What: A day after SunEdison Inc's (SUNEQ) shares dropped 22%, the stock is down another 15% in early trading on Wall Street. Yesterday, the concern was a bigger-than-expected loss in the third quarter, but today the problems at TerraForm Power (TERP) and TerraForm Global (NASDAQ: GLBL), whose stocks are down 4% and 5% today, have come into focus.

So what: The entire premise of SunEdison's value was that it would be able to sell projects to captive yieldcos for high prices, generating a margin up front, and own a portion of projects long-term that would pay a dividend. If growth was strong enough, it would hit incentive distribution rights (IDRs), which allowed SunEdison to take a disproportionate percentage of quarterly payouts from the yieldcos long-term.  

Just look at David Einhorn, one of SunEdison's biggest shareholders, explaining last year that SunEdison was worth $32 per year, based on $15-$16 per share in value for the development business, $4-$5 per share in the value of TerraForm Power shares, $9 for the TerraForm IDRs, and some other small pieces. Today, both yieldcos have implied dividend yields of over 10%, making buying projects from SunEdison nearly impossible, lowering the value of the direct ownership, lowering the value the development company can get for projects, and virtually eliminating the possibility of IDRs in the future. Basically, the entire investment thesis has fallen apart in the past year because these three stocks are down so much.  

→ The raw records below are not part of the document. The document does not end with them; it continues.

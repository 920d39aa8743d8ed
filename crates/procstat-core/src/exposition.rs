//! Rendering of a sample set into the Prometheus text exposition format.
//!
//! Every family is a gauge and is written contiguously (`# HELP`, `# TYPE`,
//! then one line per process). GPU families get one line per (process, GPU)
//! and are left out entirely when no process has GPU data. No timestamps are
//! written: the textfile collector rejects them.

use crate::model::{GpuUsage, ProcessSample};

/// File name consumed by the node exporter textfile collector.
pub const OUTPUT_FILE_NAME: &str = "procstats.prom";

/// Longest label value kept after sanitizing, in characters.
const MAX_LABEL_LEN: usize = 200;

struct ProcessFamily {
    name: &'static str,
    help: &'static str,
    value: fn(&ProcessSample) -> String,
}

struct GpuFamily {
    name: &'static str,
    help: &'static str,
    value: fn(&GpuUsage) -> String,
}

const PROCESS_FAMILIES: &[ProcessFamily] = &[
    ProcessFamily {
        name: "proc_cpu_percent",
        help: "Process CPU percent over interval",
        value: |s| format!("{:.2}", s.cpu_percent),
    },
    ProcessFamily {
        name: "proc_memory_rss_bytes",
        help: "Resident Set Size in bytes",
        value: |s| s.rss_bytes.to_string(),
    },
    ProcessFamily {
        name: "proc_memory_vms_bytes",
        help: "Virtual Memory Size in bytes",
        value: |s| s.vms_bytes.to_string(),
    },
    ProcessFamily {
        name: "proc_open_fds",
        help: "Open file descriptors count",
        value: |s| s.open_fds.to_string(),
    },
    ProcessFamily {
        name: "proc_threads",
        help: "Number of threads in the process",
        value: |s| s.threads.to_string(),
    },
];

const GPU_FAMILIES: &[GpuFamily] = &[
    GpuFamily {
        name: "proc_gpu_sm_percent",
        help: "NVIDIA per-process SM utilization percent",
        value: |g| g.sm_percent.to_string(),
    },
    GpuFamily {
        name: "proc_gpu_mem_percent",
        help: "NVIDIA per-process GPU memory utilization percent",
        value: |g| g.mem_percent.to_string(),
    },
    GpuFamily {
        name: "proc_gpu_fb_mem_mib",
        help: "NVIDIA per-process framebuffer memory MiB",
        value: |g| g.fb_mib.to_string(),
    },
];

/// Replaces characters outside `[A-Za-z0-9_:.-]` (and non-ASCII
/// alphanumerics) with `_` and caps the length.
///
/// The result never needs escaping inside a quoted label value.
pub fn sanitize_label(value: &str) -> String {
    value
        .chars()
        .take(MAX_LABEL_LEN)
        .map(|c| {
            if c.is_alphanumeric() || matches!(c, '_' | ':' | '-' | '.') {
                c
            } else {
                '_'
            }
        })
        .collect()
}

fn process_labels(sample: &ProcessSample, instance: &str) -> String {
    format!(
        "pid=\"{}\",process=\"{}\",user=\"{}\",exe=\"{}\",instance=\"{}\"",
        sample.pid,
        sanitize_label(&sample.name),
        sanitize_label(&sample.user),
        sanitize_label(&sample.exe),
        instance,
    )
}

fn push_header(out: &mut String, name: &str, help: &str) {
    out.push_str(&format!("# HELP {} {}\n# TYPE {} gauge\n", name, help, name));
}

/// Renders samples into exposition text.
///
/// Output depends only on the arguments, so the same input always renders to
/// the same bytes.
pub fn render(samples: &[ProcessSample], instance: &str) -> String {
    let instance = sanitize_label(instance);
    let labels: Vec<String> = samples
        .iter()
        .map(|s| process_labels(s, &instance))
        .collect();

    let mut out = String::new();

    for family in PROCESS_FAMILIES {
        push_header(&mut out, family.name, family.help);
        for (sample, labels) in samples.iter().zip(&labels) {
            out.push_str(&format!(
                "{}{{{}}} {}\n",
                family.name,
                labels,
                (family.value)(sample)
            ));
        }
    }

    if samples.iter().any(ProcessSample::has_gpu) {
        for family in GPU_FAMILIES {
            push_header(&mut out, family.name, family.help);
            for (sample, labels) in samples.iter().zip(&labels) {
                for usage in &sample.gpu {
                    out.push_str(&format!(
                        "{}{{{},gpu=\"{}\"}} {}\n",
                        family.name,
                        labels,
                        sanitize_label(&usage.gpu),
                        (family.value)(usage)
                    ));
                }
            }
        }
    }

    out
}
//! Scriptable `GpuSource` for sampler tests.

use crate::collector::gpu::{GpuProcessMap, GpuQueryError};
use crate::collector::traits::GpuSource;
use crate::model::GpuUsage;

/// GPU source returning a fixed map, or failing as if `nvidia-smi` was absent.
#[derive(Debug, Clone, Default)]
pub struct MockGpu {
    processes: Option<GpuProcessMap>,
    /// Number of queries made so far.
    pub calls: usize,
}

impl MockGpu {
    /// Creates a source where no GPU tooling is installed.
    pub fn unavailable() -> Self {
        Self::default()
    }

    /// Creates a source reporting the given per-pid usage.
    pub fn with_processes(processes: GpuProcessMap) -> Self {
        Self {
            processes: Some(processes),
            calls: 0,
        }
    }

    /// Creates a source where a single process runs on GPU 0.
    pub fn single(pid: u32, sm_percent: u32, mem_percent: u32, fb_mib: u64) -> Self {
        let mut map = GpuProcessMap::new();
        map.insert(
            pid,
            vec![GpuUsage {
                gpu: "0".to_string(),
                sm_percent,
                mem_percent,
                fb_mib,
            }],
        );
        Self::with_processes(map)
    }

    /// Switches between available and unavailable between ticks.
    pub fn set_processes(&mut self, processes: Option<GpuProcessMap>) {
        self.processes = processes;
    }
}

impl GpuSource for MockGpu {
    fn query_gpu_processes(&mut self) -> Result<GpuProcessMap, GpuQueryError> {
        self.calls += 1;
        self.processes.clone().ok_or(GpuQueryError::NotInstalled)
    }
}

Add to that the fact that SunEdison, the development company, has $7.9 billion in debt and is losing money, and you have a recipe for disaster. Without the high margin sales to yieldcos, the value proposition is difficult to see at all.

Now what: Many investors didn't realize how dependent SunEdison was on high stock prices for its own stock as well as the stock of its yieldcos. But as all three have fallen, it's made the business nearly impossible to run profitably, especially with $11.7 billion in total debt among the companies.

Management says SunEdison will be cash flow breakeven by the middle of next year, so that's the big hope for bullish investors, but it's far from a certainty. Until I see progress on a financial front and a profit from selling projects, this is a stock I'll stay far away from. The downside risk is just too big, something even big hedge fund investors are finding out the hard way.